Angola lança programa “Estradas sem mortes” para reduzir sinistralidade

O Ministério do Interior vai lançar, nos próximos dias, o programa “Estradas sem mortes”, uma iniciativa de prevenção rodoviária destinada a reduzir os elevados índices de sinistralidade em Angola.

A medida foi anunciada pelo ministro do Interior, Manuel Homem, que sublinhou que os acidentes de viação são atualmente a segunda principal causa de morte no país. O anúncio ocorreu no final da 2.ª Reunião Extraordinária do Conselho Nacional de Viação e Ordenamento do Trânsito (CNVOT), realizada esta quinta-feira, 3 de Setembro, em Luanda, sob a presidência da Vice-Presidente da República, Esperança da Costa.

De acordo com o governante, o programa prevê reforço da fiscalização e penalização de infracções ao Código de Estrada em até 70%, a redução em 20% do número de acidentes com vítimas mortais e feridos, bem como o aumento das acções de sensibilização dirigidas a condutores e peões. Para a concretização destes objectivos, o plano contará com a colaboração de diferentes ministérios e governos provinciais, envolvendo medidas como a inspecção dos exames de condução, a melhoria da fiscalização rodoviária e a monitorização de zonas críticas.

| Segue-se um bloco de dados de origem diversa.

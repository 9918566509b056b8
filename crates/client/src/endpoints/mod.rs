//! REST API endpoint implementations.
//!
//! Each function takes the shared `reqwest::Client`, the base URL and the
//! key pair explicitly; [`crate::DatadogClient`] methods are thin wrappers.

mod dashboards;
mod logs_pipelines;
mod monitors;
mod raw;
mod request;
pub mod url_encoding;

pub use dashboards::{
    create_dashboard, delete_dashboard, get_dashboard, list_dashboards, update_dashboard,
};
pub use logs_pipelines::{
    create_logs_pipeline, delete_logs_pipeline, get_logs_pipeline, get_logs_pipeline_order,
    list_logs_pipelines, update_logs_pipeline, update_logs_pipeline_order,
};
pub use monitors::{create_monitor, delete_monitor, get_monitor, list_monitors, update_monitor};
pub use raw::send_raw;
pub use request::send_request_with_retry;
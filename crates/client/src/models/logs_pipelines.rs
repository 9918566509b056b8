//! Logs pipeline models.
//!
//! A pipeline is an ordered list of processors. Processors share one JSON
//! object shape on the wire (`name`, `is_enabled`, `type` plus the variant's
//! own fields side by side) and are told apart by `type`. One variant,
//! `pipeline`, nests a whole processor list, so the model is recursive.
//!
//! JSON conversion lives in [`crate::codec`]; `Serialize`/`Deserialize` for
//! [`Pipeline`] and [`Processor`] delegate to it.

use serde::{Deserialize, Serialize};
use serde_json::{Map, Value};

pub const ARITHMETIC_PROCESSOR: &str = "arithmetic-processor";
pub const GROK_PARSER: &str = "grok-parser";
pub const ATTRIBUTE_REMAPPER: &str = "attribute-remapper";
pub const USER_AGENT_PARSER: &str = "user-agent-parser";
pub const URL_PARSER: &str = "url-parser";
pub const DATE_REMAPPER: &str = "date-remapper";
pub const MESSAGE_REMAPPER: &str = "message-remapper";
pub const STATUS_REMAPPER: &str = "status-remapper";
pub const SERVICE_REMAPPER: &str = "service-remapper";
pub const TRACE_ID_REMAPPER: &str = "trace-id-remapper";
pub const CATEGORY_PROCESSOR: &str = "category-processor";
pub const NESTED_PIPELINE: &str = "pipeline";

/// Log query restricting which events a pipeline or category applies to.
#[derive(Debug, Clone, Default, PartialEq, Eq)]
pub struct Filter {
    pub query: Option<String>,
}

impl Filter {
    pub fn query(query: impl Into<String>) -> Self {
        Self {
            query: Some(query.into()),
        }
    }
}

/// A top-level logs pipeline.
///
/// `id` is assigned by the server and absent until the pipeline is created.
/// Integration pipelines come back with `is_read_only` set.
#[derive(Debug, Clone, Default, PartialEq)]
pub struct Pipeline {
    pub id: Option<String>,
    pub pipeline_type: Option<String>,
    pub name: Option<String>,
    pub is_enabled: Option<bool>,
    pub is_read_only: Option<bool>,
    pub filter: Option<Filter>,
    pub processors: Vec<Processor>,
}

/// One processing step. `definition` decides the `type` written on the wire.
#[derive(Debug, Clone, PartialEq)]
pub struct Processor {
    pub name: Option<String>,
    pub is_enabled: Option<bool>,
    pub definition: ProcessorDefinition,
}

impl Processor {
    pub fn new(name: impl Into<String>, definition: ProcessorDefinition) -> Self {
        Self {
            name: Some(name.into()),
            is_enabled: Some(true),
            definition,
        }
    }

    /// The `type` discriminator.
    pub fn type_name(&self) -> &str {
        self.definition.type_name()
    }
}

#[derive(Debug, Clone, PartialEq)]
pub enum ProcessorDefinition {
    Arithmetic(ArithmeticProcessor),
    GrokParser(GrokParser),
    AttributeRemapper(AttributeRemapper),
    UserAgentParser(UserAgentParser),
    UrlParser(UrlParser),
    DateRemapper(SourceRemapper),
    MessageRemapper(SourceRemapper),
    StatusRemapper(SourceRemapper),
    ServiceRemapper(SourceRemapper),
    TraceIdRemapper(SourceRemapper),
    CategoryProcessor(CategoryProcessor),
    NestedPipeline(NestedPipeline),
    /// A processor type this client does not know yet. Every field other than
    /// the envelope is kept verbatim so it can be sent back unchanged.
    ///
    /// `type_name` must not be one of the known types: such a value decodes
    /// back as the typed variant. Build from raw fields with
    /// [`ProcessorDefinition::from_raw`].
    Unknown {
        type_name: String,
        definition: Map<String, Value>,
    },
}

impl ProcessorDefinition {
    pub fn type_name(&self) -> &str {
        match self {
            Self::Arithmetic(_) => ARITHMETIC_PROCESSOR,
            Self::GrokParser(_) => GROK_PARSER,
            Self::AttributeRemapper(_) => ATTRIBUTE_REMAPPER,
            Self::UserAgentParser(_) => USER_AGENT_PARSER,
            Self::UrlParser(_) => URL_PARSER,
            Self::DateRemapper(_) => DATE_REMAPPER,
            Self::MessageRemapper(_) => MESSAGE_REMAPPER,
            Self::StatusRemapper(_) => STATUS_REMAPPER,
            Self::ServiceRemapper(_) => SERVICE_REMAPPER,
            Self::TraceIdRemapper(_) => TRACE_ID_REMAPPER,
            Self::CategoryProcessor(_) => CATEGORY_PROCESSOR,
            Self::NestedPipeline(_) => NESTED_PIPELINE,
            Self::Unknown { type_name, .. } => type_name,
        }
    }

    /// Definition for `type_name` built from its raw wire fields.
    ///
    /// Known types are parsed into their typed variant; anything else is kept
    /// as [`ProcessorDefinition::Unknown`].
    pub fn from_raw(
        type_name: &str,
        fields: Map<String, Value>,
    ) -> Result<Self, crate::error::DecodeError> {
        crate::codec::definition_from_raw(type_name, fields)
    }

    pub fn is_unknown(&self) -> bool {
        matches!(self, Self::Unknown { .. })
    }
}

#[derive(Debug, Clone, Default, PartialEq, Eq)]
pub struct ArithmeticProcessor {
    pub expression: Option<String>,
    pub target: Option<String>,
    pub is_replace_missing: Option<bool>,
}

#[derive(Debug, Clone, Default, PartialEq, Eq)]
pub struct GrokParser {
    pub source: Option<String>,
    pub samples: Vec<String>,
    pub grok: Option<GrokRule>,
}

#[derive(Debug, Clone, Default, PartialEq, Eq)]
pub struct GrokRule {
    pub support_rules: Option<String>,
    pub match_rules: Option<String>,
}

#[derive(Debug, Clone, Default, PartialEq, Eq)]
pub struct AttributeRemapper {
    pub sources: Vec<String>,
    pub source_type: Option<String>,
    pub target: Option<String>,
    pub target_type: Option<String>,
    pub preserve_source: Option<bool>,
    pub override_on_conflict: Option<bool>,
}

#[derive(Debug, Clone, Default, PartialEq, Eq)]
pub struct UserAgentParser {
    pub sources: Vec<String>,
    pub target: Option<String>,
    pub is_encoded: Option<bool>,
}

#[derive(Debug, Clone, Default, PartialEq, Eq)]
pub struct UrlParser {
    pub sources: Vec<String>,
    pub target: Option<String>,
    pub normalize_ending_slashes: Option<bool>,
}

/// Shared by the date, message, status, service and trace-id remappers.
#[derive(Debug, Clone, Default, PartialEq, Eq)]
pub struct SourceRemapper {
    pub sources: Vec<String>,
}

impl SourceRemapper {
    pub fn new<I, S>(sources: I) -> Self
    where
        I: IntoIterator<Item = S>,
        S: Into<String>,
    {
        Self {
            sources: sources.into_iter().map(Into::into).collect(),
        }
    }
}

#[derive(Debug, Clone, Default, PartialEq, Eq)]
pub struct CategoryProcessor {
    pub target: Option<String>,
    /// Evaluated in order; the first matching category wins.
    pub categories: Vec<Category>,
}

#[derive(Debug, Clone, Default, PartialEq, Eq)]
pub struct Category {
    pub name: Option<String>,
    pub filter: Option<Filter>,
}

#[derive(Debug, Clone, Default, PartialEq)]
pub struct NestedPipeline {
    pub filter: Option<Filter>,
    pub processors: Vec<Processor>,
}

/// Evaluation order of all pipelines in the organization.
#[derive(Debug, Clone, Default, PartialEq, Eq, Serialize, Deserialize)]
pub struct PipelineOrder {
    pub pipeline_ids: Vec<String>,
}

#[cfg(test)]
mod tests {
    use super::*;

    #[test]
    fn test_source_remappers_keep_distinct_types() {
        let sources = SourceRemapper::new(["a", "b"]);
        let kinds = [
            ProcessorDefinition::DateRemapper(sources.clone()),
            ProcessorDefinition::MessageRemapper(sources.clone()),
            ProcessorDefinition::StatusRemapper(sources.clone()),
            ProcessorDefinition::ServiceRemapper(sources.clone()),
            ProcessorDefinition::TraceIdRemapper(sources),
        ];
        let names: Vec<&str> = kinds.iter().map(ProcessorDefinition::type_name).collect();
        assert_eq!(
            names,
            [
                "date-remapper",
                "message-remapper",
                "status-remapper",
                "service-remapper",
                "trace-id-remapper"
            ]
        );
    }

    #[test]
    fn test_unknown_reports_its_own_type() {
        let definition = ProcessorDefinition::Unknown {
            type_name: "geo-ip-parser".to_string(),
            definition: Map::new(),
        };
        assert_eq!(definition.type_name(), "geo-ip-parser");
        assert!(definition.is_unknown());
    }

    #[test]
    fn test_processor_new_is_enabled() {
        let processor = Processor::new(
            "nested",
            ProcessorDefinition::NestedPipeline(NestedPipeline::default()),
        );
        assert_eq!(processor.is_enabled, Some(true));
        assert_eq!(processor.type_name(), "pipeline");
    }

    #[test]
    fn test_pipeline_order_serde() {
        let order: PipelineOrder =
            serde_json::from_str(r#"{"pipeline_ids": ["a", "b", "c"]}"#).unwrap();
        assert_eq!(order.pipeline_ids, ["a", "b", "c"]);
    }
}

Um estudo recente, realizado com apoio do Ministério das Obras Públicas, Urbanismo e Habitação, identificou mais de 400 pontos críticos de sinistralidade no território nacional. Segundo Manuel Homem, as principais causas dos acidentes estão ligadas ao mau estado das estradas, à condução inadequada e à deficiente sinalização rodoviária. O ministro alertou ainda para a necessidade de investir na educação para a cidadania, como forma de promover uma mudança de comportamento entre automobilistas e peões.

No primeiro semestre de 2025, Angola registou 6.055 acidentes rodoviários, que resultaram em 1.482 mortes e 8.582 feridos, segundo dados do Relatório sobre Sinistralidade Rodoviária. Apesar de se ter verificado uma ligeira redução face ao período homólogo, Manuel Homem considerou que “os números continuam alarmantes e devem preocupar todos os angolanos de Cabinda ao Cunene”.